2 Oktober 2015. Hari Batik Nasional. Batik days. Tak terasa sudah enam tahun pencanangan sekaligus perayaan seperti ini ada di Bumi Pertiwi. Dimulai dari pengakuan UNESCO, (Badan Pendidikan, Keilmuan, dan Kebudayaan) di PBB bahwa batik adalah budaya Indonesia, kemudian dipertegas dengan pencanangan Hari Batik Nasional oleh Presiden ke-6 RI, Soesilo Bambang Yudhoyono,
Pengakuan UNESCO ketika itu juga menjadi 'senjata' Indonesia untuk menyelesaikan polemik dengan Malaysia. "Hello Pak Cik, Hello Mak Cik, batik itu Indonesia bukan Malaysia, yah. Ingat itu!"
Dan Malaysia pun tak bisa berbuat apa-apa lagi terhadap batik. Sebuah budaya membuat corak motif di atas kain yang lahir dari tradisi masyarakat Jawa, Madura, dan sebagian Bali.
Cerita batik ini juga menjadi catatan kekalahan kesekian Malaysia atas Indonesia dari serial polemik pengakuan budaya antaranegara.
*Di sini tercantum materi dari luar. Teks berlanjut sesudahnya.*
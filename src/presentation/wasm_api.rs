use std::cell::RefCell;
use std::rc::Rc;
use std::str::FromStr;

use wasm_bindgen::prelude::*;
use web_sys::HtmlCanvasElement;

use crate::domain::{
    chart::{ChartConfig, ChartInputs, ChartSurface, ClickHandler, PointKind},
    errors::ChartError,
    logging::LogComponent,
    market_data::{PriceCandle, TradeRecommendation},
};
use crate::event_utils::{CanvasClickListener, ListenerSlot};
use crate::infrastructure::rendering::{CanvasSurface, paint_chart};
use crate::{log_error, log_info};

type JsCallbackSlot = Rc<RefCell<Option<js_sys::Function>>>;

/// Entry-point chart for plain JavaScript hosts.
///
/// ```js
/// const chart = new EntryPointChartApi("levels-canvas");
/// chart.onPointAdded((price, kind) => console.log(kind, price));
/// chart.setInputs(JSON.stringify({ currentPrice: 2005.5, supportLevel: 1990 }));
/// ```
#[wasm_bindgen]
pub struct EntryPointChartApi {
    canvas: HtmlCanvasElement,
    chart: Rc<RefCell<ChartSurface>>,
    on_point_added: JsCallbackSlot,
    listener: ListenerSlot<CanvasClickListener>,
}

#[wasm_bindgen]
impl EntryPointChartApi {
    /// Bind to the canvas with the given id. `config_json` may override any
    /// subset of the default configuration.
    #[wasm_bindgen(constructor)]
    pub fn new(canvas_id: String, config_json: Option<String>) -> Result<EntryPointChartApi, JsValue> {
        let config = match config_json {
            Some(json) => ChartConfig::from_json(&json)?,
            None => ChartConfig::default(),
        };

        let canvas = CanvasSurface::from_canvas_id(&canvas_id, config.width, config.height)?
            .canvas()
            .clone();

        let chart = Rc::new(RefCell::new(ChartSurface::new(config)));
        let on_point_added: JsCallbackSlot = Rc::new(RefCell::new(None));

        let redraw_canvas = canvas.clone();
        let callback_slot = on_point_added.clone();
        let handler = ClickHandler::new(chart.clone())
            .on_redraw(move |surface| {
                if let Err(e) = paint_chart(&redraw_canvas, surface) {
                    log_error!(LogComponent::Presentation("EntryPointChartApi"), "render failed: {}", e);
                }
            })
            .on_point_added(move |price, kind| {
                // cloned out so the callback may replace itself
                let callback = callback_slot.borrow().clone();
                let Some(callback) = callback else {
                    return;
                };
                if let Err(e) = callback.call2(&JsValue::NULL, &JsValue::from_f64(price), &JsValue::from_str(kind.as_ref())) {
                    log_error!(LogComponent::Presentation("EntryPointChartApi"), "onPointAdded threw: {:?}", e);
                }
            });

        let mut listener = ListenerSlot::new();
        listener.install(CanvasClickListener::attach(&canvas, move |click| {
            handler.handle(click);
        }));

        log_info!(LogComponent::Presentation("EntryPointChartApi"), "bound to canvas '{}'", canvas_id);

        let api = Self { canvas, chart, on_point_added, listener };
        api.render()?;
        Ok(api)
    }

    /// Replace every chart input from a JSON object (`currentPrice`,
    /// `supportLevel`, `candles`, ...) and repaint.
    #[wasm_bindgen(js_name = setInputs)]
    pub fn set_inputs(&self, inputs_json: &str) -> Result<(), JsValue> {
        let inputs: ChartInputs = serde_json::from_str(inputs_json).map_err(ChartError::from)?;
        self.chart.borrow_mut().set_inputs(inputs);
        self.render()
    }

    /// Feed a backend trade recommendation plus an optional candle array
    #[wasm_bindgen(js_name = setRecommendation)]
    pub fn set_recommendation(&self, recommendation_json: &str, candles_json: Option<String>) -> Result<(), JsValue> {
        let recommendation = TradeRecommendation::from_json(recommendation_json).map_err(ChartError::from)?;
        let candles: Vec<PriceCandle> = match candles_json {
            Some(json) => serde_json::from_str(&json).map_err(ChartError::from)?,
            None => Vec::new(),
        };
        self.chart
            .borrow_mut()
            .set_inputs(recommendation.chart_inputs(candles, Vec::new()));
        self.render()
    }

    /// `fn(price: number, kind: string)` called after every accepted click
    #[wasm_bindgen(js_name = onPointAdded)]
    pub fn on_point_added(&self, callback: Option<js_sys::Function>) {
        *self.on_point_added.borrow_mut() = callback;
    }

    /// `entry`, `stop_loss` or `take_profit`
    #[wasm_bindgen(js_name = setMarkerKind)]
    pub fn set_marker_kind(&self, kind: &str) -> Result<(), JsValue> {
        let kind = PointKind::from_str(kind)
            .map_err(|_| ChartError::ValidationError(format!("unknown marker kind '{}'", kind)))?;
        self.chart.borrow_mut().set_marker_kind(kind);
        Ok(())
    }

    #[wasm_bindgen(js_name = clearPoints)]
    pub fn clear_points(&self) -> Result<(), JsValue> {
        self.chart.borrow_mut().clear_annotations();
        self.render()
    }

    /// Annotated points in click order as a JSON array
    pub fn points(&self) -> Result<String, JsValue> {
        let json = serde_json::to_string(self.chart.borrow().annotations().points()).map_err(ChartError::from)?;
        Ok(json)
    }

    pub fn render(&self) -> Result<(), JsValue> {
        paint_chart(&self.canvas, &self.chart.borrow())?;
        Ok(())
    }

    /// Detach the click listener. The chart stays painted but inert.
    pub fn destroy(&mut self) {
        self.listener.release();
        self.on_point_added.borrow_mut().take();
        log_info!(LogComponent::Presentation("EntryPointChartApi"), "destroyed");
    }
}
Sebelum batik, Malaysia juga pernah mengklaim lagu "Rasa Sayange". Polemik ini berakhir pada 11 November 2007 tatkala Menteri Kebudayaan, Kesenian, dan Warisan Budaya Malaysia, Rais Yatim, akhirnya mengaku bahwa lagu tersebut milik Indonesia dan berasal dari Maluku.
Jauh hari sebelumnya, Malaysia juga pernah mengakui wayang kulit sebagai budaya mereka. Kilasan pengakuan ini secara tersamar juga ada di film anak-anak produksi Malaysia, Upin Ipin, melalui peran Tok Dalang. Panggilan Tok Dalang dalam lakon film Upin Ipin dikarenakan masa muda Tok Dalang yang panen prestasi sebagai seorang dalang wayang kulit. Polemik ini baru bisa tuntas melalui jalur UNESCO pada 27 November 2003.
Tak cuma wayang kulit, senjata keris juga termasuk warisan budaya yang dipolemikkan oleh Malaysia. Dan sampai sekarang soal ini belum beres. Di film Upin Ipin, klaim keris sebagai warisan budaya Malaysia juga tegas disuarakan lewat narasi Tok Dalang kepada Upin Ipin. Ada yang pernah ngeh saat nonton Upin Ipin?
Seri polemik lainnya dari kekalahan Malaysia adalah klaim warisan budaya angklung. Padahal sudah jelas-jelas angklung adalah kebudayaan masyarakat Sunda, tapi masih berani juga untuk diklaim. Polemik ini baru selesai pada November 2010 dan lagi-lagi lewat jalur pengakuan UNESCO.
Lebih lucu lagi adalah ketika mendengar pengakuan Malaysia terhadap Tari Piring asal Sumatera Barat dan Tari Pendet asal Bali sebagai warisan kebudayaan mereka. Tarian Pendet bahkan sampai dipakai untuk iklan promosi kunjungan pariwisata ke Malaysia (Visit Malaysia Years). Padahal lokasi asal Tari Pendet yakni Bali secara lokasi jauh dari Malaysia dan lebih dekat ke Australia. Pada akhirnya Malaysia memang, kembali menyerah dan mengakui Tari Pendet berasal dari Bali.
Kalau dikupas terus, masih ada banyak lagi warisan budaya Republik ini yang sempat dan pernah diklaim oleh Malaysia sebagai budaya mereka. Ada yang sudah selesai polemiknya, ada juga yang belum. Yang belum selesai lewat jalur UNESCO sampai tahun 2015 di antaranya, klaim masakan rendang, nasi goreng, gamelan, dan cendol sebagai budaya Malaysia.
Nah, setelah saya bercerita tentang beberapa kekalahan klaim budaya Malaysia atas Indonesia, apakah ada yang berpikir balik soal hari nasional? Batik sudah diakui UNESCO sebagai budaya Indonesia dan selanjutnya dicanangkan sebagai Hari Batik Nasional sejak tahun 2009. Bagaimana dengan pengakuan UNESCO untuk angklung dan wayang kulit sebagai budaya Indonesia? Apakah juga dibuat Hari Angklung Nasional dan Hari Wayang Kulit Nasional? Bagaimana juga dengan nasib budaya-budaya Indonesia lainnya yang juga sudah diakui UNESCO.
Saya cuma ingin bertanya, kenapa hanya batik? Kenapa cuma batik?